Ante tanto aislamiento, no sé qué sería del mundo, de la vida sin ventanas. En estos días de confinamiento, las ventanas y balcones no solo nos acercan a los otros, sino a nosotros mismos y nuestros recuerdos. A los demás a las ocho de la tarde, cuando salimos a aplaudir a los héroes anónimos que luchan en primera línea de la pandemia -y a veces algunos de ellos nos devuelven el gesto, como esos coches de policía que pasan despacio por mi calle a la hora del aplauso tocando la sirena-. Para encontrarnos con nosotros mismos, con lo que somos y lo que fuimos, vale cualquier hora. Aunque la tarde y la noche, propensas a caldear miedos y ausencias, se prestan más a la introversión, incluso cuando uno se lanza a este ejercicio apoyado en la baranda y oteando junto al vecindario el cielo en busca de la superluna de abril.

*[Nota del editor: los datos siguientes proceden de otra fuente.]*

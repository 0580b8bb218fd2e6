use anyhow::{Context, Result};
use clap::{Parser, Subcommand};
use outreach_crm::auth::{verify_passphrase, TokenSigner};
use outreach_crm::db::{self, ListFilters, Pool};
use outreach_crm::error::CrmError;
use outreach_crm::mailer::HttpMailer;
use outreach_crm::model::{BusinessPatch, FunnelStatus, NewBusiness, Priority, SyncItem};
use outreach_crm::{config, export, metrics, outreach, sync};
use serde_json::json;
use std::path::PathBuf;
use tracing::info;

#[derive(Debug, Parser)]
#[command(author, version, about = "Outreach CRM backend CLI")]
struct Args {
    /// Path to YAML config file
    #[arg(long, default_value = "config.yaml")]
    config: PathBuf,

    /// Bearer token for data operations (falls back to $CRM_TOKEN)
    #[arg(long, global = true)]
    token: Option<String>,

    #[command(subcommand)]
    command: Command,
}

#[derive(Debug, Subcommand)]
enum Command {
    /// Exchange the shared passphrase for a signed token
    Login {
        #[arg(long)]
        passphrase: String,
    },
    /// Check the current token and print its subject
    Verify,
    /// Create a business from a JSON object
    Create {
        /// JSON-encoded business fields (name required, slug optional)
        data: String,
    },
    /// Fetch one business with its event log, newest event first
    Get { id: i64 },
    /// List businesses, newest-updated first
    List {
        #[arg(long)]
        status: Option<String>,
        #[arg(long)]
        category: Option<String>,
        #[arg(long)]
        priority: Option<String>,
        #[arg(long)]
        search: Option<String>,
    },
    /// Apply a sparse JSON update to a business
    Update { id: i64, data: String },
    /// Delete a business and all of its events
    Delete { id: i64 },
    /// Append an outreach event to a business
    LogEvent {
        id: i64,
        #[arg(long)]
        event_type: String,
        #[arg(long, default_value = "")]
        details: String,
    },
    /// Send an outreach email and record it against the business
    SendEmail {
        id: i64,
        #[arg(long)]
        to: String,
        #[arg(long)]
        subject: String,
        #[arg(long)]
        body: String,
    },
    /// Bulk-upsert businesses from a JSON array file
    Sync { file: PathBuf },
    /// Print the funnel metrics snapshot
    Metrics,
    /// Export all businesses as CSV
    ExportCsv {
        /// Write to a file instead of stdout
        #[arg(long)]
        output: Option<PathBuf>,
    },
    /// Liveness probe; requires no credential
    Health,
}

#[tokio::main]
async fn main() -> Result<()> {
    tracing_subscriber::fmt()
        .with_env_filter(tracing_subscriber::EnvFilter::from_default_env())
        .with_target(false)
        .compact()
        .init();

    let args = Args::parse();
    if let Err(err) = run(args).await {
        return match err.downcast::<CrmError>() {
            Ok(crm) => {
                eprintln!(
                    "{}",
                    serde_json::to_string_pretty(&json!({
                        "error": crm.kind(),
                        "message": crm.to_string(),
                    }))
                    .expect("JSON output")
                );
                std::process::exit(1);
            }
            Err(other) => Err(other),
        };
    }
    Ok(())
}

async fn run(args: Args) -> Result<()> {
    if let Command::Health = args.command {
        print_json(&json!({
            "status": "ok",
            "version": env!("CARGO_PKG_VERSION"),
            "service": "outreach-crm",
        }));
        return Ok(());
    }

    let cfg = config::load(Some(&args.config))?;
    cfg.ensure_dirs()?;
    let signer = TokenSigner::from_config(&cfg.auth);

    if let Command::Login { passphrase } = &args.command {
        if !verify_passphrase(passphrase, &cfg.auth.passphrase_hash) {
            return Err(CrmError::NotAuthenticated("access denied".into()).into());
        }
        let token = signer.issue("charioteer", "admin");
        print_json(&json!({ "token": token, "expires_in": signer.ttl_seconds() }));
        return Ok(());
    }

    // Everything past this point reads or writes business data.
    let token = args
        .token
        .clone()
        .or_else(|| std::env::var("CRM_TOKEN").ok())
        .ok_or_else(|| CrmError::NotAuthenticated("missing token".into()))?;
    let claims = signer.verify(&token)?;

    if let Command::Verify = args.command {
        print_json(&json!({ "valid": true, "user": claims.sub }));
        return Ok(());
    }

    let database_url = std::env::var("DATABASE_URL")
        .unwrap_or_else(|_| format!("sqlite://{}/outreach.db", cfg.app.data_dir));
    let pool = db::init_pool(&database_url).await?;
    db::run_migrations(&pool).await?;

    run_command(&args, &cfg, &pool).await
}

async fn run_command(args: &Args, cfg: &config::Config, pool: &Pool) -> Result<()> {
    match &args.command {
        Command::Create { data } => {
            let new: NewBusiness =
                serde_json::from_str(data).context("invalid business JSON")?;
            let biz = db::create_business(pool, &new).await?;
            info!(id = biz.id, slug = %biz.slug, "created business");
            print_json(&biz);
        }
        Command::Get { id } => {
            let detail = db::get_business_detail(pool, *id).await?;
            print_json(&detail);
        }
        Command::List {
            status,
            category,
            priority,
            search,
        } => {
            let filters = ListFilters {
                status: parse_filter(status.as_deref(), FunnelStatus::parse, "status")?,
                category: category.clone(),
                priority: parse_filter(priority.as_deref(), Priority::parse, "priority")?,
                search: search.clone(),
            };
            let businesses = db::list_businesses(pool, &filters).await?;
            print_json(&businesses);
        }
        Command::Update { id, data } => {
            let patch: BusinessPatch =
                serde_json::from_str(data).context("invalid update JSON")?;
            let biz = db::update_business(pool, *id, &patch).await?;
            print_json(&biz);
        }
        Command::Delete { id } => {
            let deleted = db::delete_business(pool, *id).await?;
            info!(id = deleted, "deleted business");
            print_json(&json!({ "status": "deleted", "id": deleted }));
        }
        Command::LogEvent {
            id,
            event_type,
            details,
        } => {
            let event = outreach::log_event(pool, *id, event_type, details).await?;
            print_json(&event);
        }
        Command::SendEmail {
            id,
            to,
            subject,
            body,
        } => {
            let mailer = HttpMailer::from_config(&cfg.mailer)?;
            let report =
                outreach::send_outreach_email(pool, &mailer, *id, to, subject, body).await?;
            print_json(&report);
        }
        Command::Sync { file } => {
            let raw = tokio::fs::read_to_string(file)
                .await
                .with_context(|| format!("failed to read {}", file.display()))?;
            let items: Vec<SyncItem> =
                serde_json::from_str(&raw).context("invalid sync JSON")?;
            let outcome = sync::sync_businesses(pool, &items).await?;
            print_json(&outcome);
        }
        Command::Metrics => {
            let snapshot = metrics::compute_metrics(pool).await?;
            print_json(&snapshot);
        }
        Command::ExportCsv { output } => {
            let csv = export::export_csv(pool).await?;
            match output {
                Some(path) => tokio::fs::write(path, csv)
                    .await
                    .with_context(|| format!("failed to write {}", path.display()))?,
                None => print!("{csv}"),
            }
        }
        Command::Health | Command::Login { .. } | Command::Verify => unreachable!(),
    }
    Ok(())
}

fn parse_filter<T>(
    raw: Option<&str>,
    parse: impl Fn(&str) -> Option<T>,
    what: &'static str,
) -> Result<Option<T>> {
    match raw {
        None => Ok(None),
        Some(s) => parse(s)
            .map(Some)
            .ok_or_else(|| anyhow::anyhow!("unrecognized {} filter '{}'", what, s)),
    }
}

fn print_json<T: serde::Serialize>(value: &T) {
    println!(
        "{}",
        serde_json::to_string_pretty(value).expect("JSON output")
    );
}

Ahora, en esta Semana Santa invisible, cuando se hace más real que nunca el dicho de que la procesión va por dentro -en todos los sentidos-, resulta terapéutico tirar del hilo de la memoria y evocar otros días iguales pero completamente distintos. Un paisaje de imágenes, flores, incienso, cera, rezos y multitudes que creíamos inmutable hasta que un virus nos lo arrebató, como tantas otras cosas -bueno, la oración no, esta sigue estando aquí para consuelo del creyente-. En mi caso, que vivo en el Realejo, antesala durante décadas de la carrera oficial aunque en los últimos años solo desfilaban los pasos de vuelta, lo raro sería asomarse a la calle vacía y no acordarse de tiempos mejores. Y aquí abro asustada un paréntesis para matizar lo de vacía, porque lo cierto es que por las mañanas se vuelve a ver más gente de la que nos tenía acostumbrados la cuarentena; ojo con esto, no sea que nos estemos relajando y poniendo en peligro el inmenso esfuerzo cívico que viene haciendo desde hace casi un mes la mayoría de los cordobeses.

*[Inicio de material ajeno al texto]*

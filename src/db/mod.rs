//! Database module: pool management and SQL repositories.
//!
//! This module is split into two submodules:
//! - `model`: query-input shapes and row-mapping helpers.
//! - `repo`: SQL-only functions that map rows into domain entities.
//!
//! External modules should import from `outreach_crm::db` — we re-export the
//! repository API and the query shapes for convenience.

pub mod model;
pub mod repo;

pub use model::ListFilters;
pub use repo::*;
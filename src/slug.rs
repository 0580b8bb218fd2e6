//! Display-name to URL-safe slug normalization.
use once_cell::sync::Lazy;
use regex::Regex;

static DISALLOWED: Lazy<Regex> = Lazy::new(|| Regex::new(r"[^a-z0-9\s-]").unwrap());
static WHITESPACE: Lazy<Regex> = Lazy::new(|| Regex::new(r"\s+").unwrap());
static HYPHEN_RUN: Lazy<Regex> = Lazy::new(|| Regex::new(r"-+").unwrap());

/// Normalize a display name into a `[a-z0-9-]` token: lowercase, drop
/// disallowed characters, collapse whitespace and hyphen runs to single
/// hyphens, trim hyphens at the ends. Pure and idempotent.
pub fn slugify(name: &str) -> String {
    let lowered = name.to_lowercase();
    let stripped = DISALLOWED.replace_all(lowered.trim(), "");
    let hyphenated = WHITESPACE.replace_all(&stripped, "-");
    let collapsed = HYPHEN_RUN.replace_all(&hyphenated, "-");
    collapsed.trim_matches('-').to_string()
}

#[cfg(test)]
mod tests {
    use super::*;

    #[test]
    fn strips_punctuation_and_collapses_spaces() {
        assert_eq!(slugify("O'Brien's Pub & Grill!"), "obriens-pub-grill");
        assert_eq!(slugify("  Lots   Of   Spaces  "), "lots-of-spaces");
        assert_eq!(slugify("Già Caffè"), "gi-caff");
    }

    #[test]
    fn collapses_hyphen_runs_and_trims() {
        assert_eq!(slugify("--already -- hyphenated--"), "already-hyphenated");
        assert_eq!(slugify("a - b"), "a-b");
    }

    #[test]
    fn degenerate_inputs_slug_to_empty() {
        assert_eq!(slugify(""), "");
        assert_eq!(slugify("!!!"), "");
        assert_eq!(slugify("   "), "");
    }

    #[test]
    fn idempotent_and_well_formed() {
        for name in ["Joe's Diner", "ACME Corp.", "x", "A&B  C--D", "日本語 Cafe"] {
            let once = slugify(name);
            assert_eq!(slugify(&once), once);
            if !once.is_empty() {
                assert!(once
                    .split('-')
                    .all(|seg| !seg.is_empty()
                        && seg.chars().all(|c| c.is_ascii_lowercase() || c.is_ascii_digit())));
            }
        }
    }
}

Pero hablaba de los subterfugios de la mente para buscar consuelo donde y como sea, aunque ello implique un retorno al pasado, que en este caso sí fue mejor. Y como los pensamientos son como las guindas, que tiras de una y te viene un puñado, los recuerdos de ventanal me han traído el de una película española llena de poesía titulada Aunque tú no lo sepas. Porque va de eso, de la rememoración de un amor de juventud perdido, con más voyeurismo que palabras, y el intento de reverdecerlo siquiera con la mirada muchos años después. El filme, dirigido por Juan Vicente Córdoba en el 2000, está basado en el relato de Almudena Grandes El vocabulario de los balcones, y con eso está dicho todo. Solo falta añadir que al idilio que no cuajó por puro clasismo se une una veraz recreación de los años setenta, tanto en los ambientes macarras como de la clase media. Y un encabezamiento, lema de la película y preludio de su soporte literario, unos preciosos versos de Luis García Montero que dicen así: «Si alguna vez la vida te maltrata/ acuérdate de mí,/ que no puede cansarse de esperar/ aquel que no se cansa de mirarte». Quién sabe, quizá en estos momentos en que la vida nos maltrata a todos haya alguien asomado a cualquier balcón velando por nosotros, los que fuimos, los que somos y los que seremos.